Now that Ahkmenrah talked, Larry remarked that even his voice had taken the same sadness, as his figure.
"How long has it been?" Ahkmenrah asked in an unusually joyful tone, but all Larry could see was his sunken eyes. They were like that back then, too, but now they were more human, matured, the look of someone who had finally understood life.
"Too long…" Larry blurted. "I mean, years pass by, like that, you know. It's scary," he added shortly after having realized that he sounded somehow melancholy.

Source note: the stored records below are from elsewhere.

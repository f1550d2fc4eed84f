//! Device configuration and constants
//!
//! Central values shared by the card driver, the transfer pipeline, playback
//! and the front panel. Timing bounds here are protocol contracts; change
//! them together with the code that relies on them.

/// The application name
pub const APP_NAME: &str = "Animatronic Player";

/// Application version (synchronized with Cargo.toml)
pub const APP_VERSION: &str = env!("CARGO_PKG_VERSION");

// ── Track catalog ───────────────────────────────────────────────────────────

/// Number of track slots on the card (`1..=TRACK_COUNT`).
pub const TRACK_COUNT: u8 = 10;

/// Extension of track files on the card.
pub const TRACK_EXTENSION: &str = "ULV";

// ── Card ────────────────────────────────────────────────────────────────────

/// Card sector size in bytes.
pub const SECTOR_LEN: usize = 512;

/// Bytes clocked with the card deselected at power-up (80 clocks).
pub const CARD_POWER_UP_IDLE_BYTES: usize = 10;

/// `GO_IDLE_STATE` attempts before the card is reported absent.
pub const CARD_GO_IDLE_ATTEMPTS: u32 = 100;

/// Response polls after each command frame.
pub const CARD_RESPONSE_POLLS: u32 = 10;

/// Operating-condition polls while the card leaves the idle state.
pub const CARD_INIT_ATTEMPTS: u32 = 10_000;

/// Polls for the data-start token of a block read.
pub const CARD_DATA_TOKEN_POLLS: u32 = 40_000;

/// Polls for the data-response token after a block write.
pub const CARD_DATA_RESPONSE_POLLS: u32 = 500;

/// Busy polls after a block write (with [`CARD_WRITE_BUSY_POLL_US`] → 500 ms).
pub const CARD_WRITE_BUSY_POLLS: u32 = 5_000;

/// Delay between busy polls after a block write.
pub const CARD_WRITE_BUSY_POLL_US: u32 = 100;

// ── SPI ─────────────────────────────────────────────────────────────────────

/// Bus clock while the card is brought up.
pub const CARD_INIT_SPI_HZ: u32 = 312_500;

/// Bus clock for normal card and flash traffic.
pub const SPI_HZ: u32 = 5_000_000;

// ── Serial flash ────────────────────────────────────────────────────────────

/// Program page size.
pub const FLASH_PAGE_LEN: usize = 256;

/// Erase block size (the `0xD8` block erase).
pub const FLASH_BLOCK_LEN: u32 = 64 * 1024;

/// Capacity of the fitted part (128 Mbit).
pub const FLASH_CAPACITY: u32 = 16 * 1024 * 1024;

/// Status reads before a busy flash is declared stuck. At the run clock
/// this is several seconds, longer than the worst-case block erase.
pub const FLASH_READY_POLLS: u32 = 2_000_000;

/// Bytes pulled from the card per read during a transfer.
pub const TRANSFER_CHUNK_LEN: usize = 1024;

// ── Playback ────────────────────────────────────────────────────────────────

/// DAC sample rate of track images.
pub const SAMPLE_RATE_HZ: u32 = 29_840;

/// Mechanical nibble rate of track images.
pub const MECH_RATE_HZ: u32 = 40;

/// Playback steps (DAC samples) per mechanical nibble.
pub const WINDOW_STEPS: u16 = 746;

// Window length is derived from the two rates; keep them consistent.
const _: () = assert!(SAMPLE_RATE_HZ / MECH_RATE_HZ == WINDOW_STEPS as u32);

/// DAC code for the output midpoint.
pub const DAC_MID_SCALE: u8 = 0x80;

// ── Front panel ─────────────────────────────────────────────────────────────

/// Mode button poll interval.
pub const PANEL_POLL_MS: u32 = 10;

/// Polls before a press counts as long (500 ms).
pub const PANEL_LONG_PRESS_POLLS: u32 = 50;

/// Further polls after a long press before it becomes power-off (1.5 s).
pub const PANEL_POWER_OFF_POLLS: u32 = 150;

// ── Audible feedback ────────────────────────────────────────────────────────

/// Square-wave periods per beep.
pub const BEEP_PERIODS: u32 = 244;

/// Half period of the beep tone (32 ticks of the 39.0625 kHz timer).
pub const BEEP_HALF_PERIOD_US: u32 = 819;

/// DAC code for the high half of the beep tone.
pub const BEEP_LEVEL: u8 = 0x0F;

/// Silence after each beep.
pub const BEEP_GAP_MS: u32 = 800;

/// Pause between the track beeps and the start of a transfer.
pub const PRE_TRANSFER_PAUSE_MS: u32 = 1_200;

/// DAC soft-start steps from full scale down to mid-scale.
pub const DAC_RAMP_STEPS: u8 = 128;

/// Delay per soft-start step (one 39.0625 kHz timer tick).
pub const DAC_RAMP_STEP_US: u32 = 26;

#[cfg(test)]
mod tests {
    use super::*;

    #[test]
    fn window_matches_rates() {
        assert_eq!(SAMPLE_RATE_HZ / MECH_RATE_HZ, u32::from(WINDOW_STEPS));
    }

    #[test]
    fn chunk_is_whole_pages() {
        assert_eq!(TRANSFER_CHUNK_LEN % FLASH_PAGE_LEN, 0);
    }

    #[test]
    fn panel_thresholds() {
        assert_eq!(PANEL_LONG_PRESS_POLLS * PANEL_POLL_MS, 500);
        assert_eq!(PANEL_POWER_OFF_POLLS * PANEL_POLL_MS, 1_500);
    }
}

Ahkmenrah: "Yes… too fast."
A BMW parked nearby. Ahkmenrah excused himself for a while then ran to it. Larry watched the short exchange between him and the driver, who nodded before finally drove off.
Larry: "I mean… you must have things to do, a lot of things. I don't want to…"
"It's Friday," Ahkmenrah replied with a smile. He had tried making it sound as light as possible, but it struck himself and Larry as awkward, fake. Then, to neutralize the situation: "So, what brings you here, Larry?"
"Thalberg… I guess."
A short pause.
"Can't say that I was the one who influenced you…"
"You can say that."
"You have listened to his other works, I imagine?"
"Les… sorry, I can't bring myself to pronounce it."
"Les soirées de Pausilippe," Ahkmenrah beamed, "great choice. My father used to play it every morning… At first I thought there was nothing special to it, but I got something new each time I listened to it."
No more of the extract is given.